## TASK DESCRIPTION
What follows is a listing; restate every line of it word for word.

## INPUT DATA

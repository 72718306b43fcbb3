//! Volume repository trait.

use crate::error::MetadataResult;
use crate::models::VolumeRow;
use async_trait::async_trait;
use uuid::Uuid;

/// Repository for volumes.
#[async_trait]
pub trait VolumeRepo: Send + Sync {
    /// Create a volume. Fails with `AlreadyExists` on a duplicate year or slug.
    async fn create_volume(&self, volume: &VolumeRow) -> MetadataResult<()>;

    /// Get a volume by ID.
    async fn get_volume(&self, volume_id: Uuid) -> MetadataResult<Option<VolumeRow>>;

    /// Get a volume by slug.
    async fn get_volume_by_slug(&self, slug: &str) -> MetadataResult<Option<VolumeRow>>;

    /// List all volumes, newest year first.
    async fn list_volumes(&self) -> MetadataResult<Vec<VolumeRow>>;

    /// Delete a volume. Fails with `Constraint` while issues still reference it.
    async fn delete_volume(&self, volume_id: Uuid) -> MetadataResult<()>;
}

## SOLVED PROBLEM
repository 72718306b43fcbb3
//! Volume repository trait.

use crate::error::MetadataResult;
use crate::models::VolumeRow;
use async_trait::async_trait;
use uuid::Uuid;

/// Repository for volumes.
#[async_trait]
pub trait VolumeRepo: Send + Sync {
    /// Create a volume. Fails with `AlreadyExists` on a duplicate year or slug.
    async fn create_volume(&self, volume: &VolumeRow) -> MetadataResult<()>;

    /// Get a volume by ID.
    async fn get_volume(&self, volume_id: Uuid) -> MetadataResult<Option<VolumeRow>>;

    /// Get a volume by slug.
    async fn get_volume_by_slug(&self, slug: &str) -> MetadataResult<Option<VolumeRow>>;

    /// List all volumes, newest year first.
    async fn list_volumes(&self) -> MetadataResult<Vec<VolumeRow>>;

    /// Delete a volume. Fails with `Constraint` while issues still reference it.
    async fn delete_volume(&self, volume_id: Uuid) -> MetadataResult<()>;
}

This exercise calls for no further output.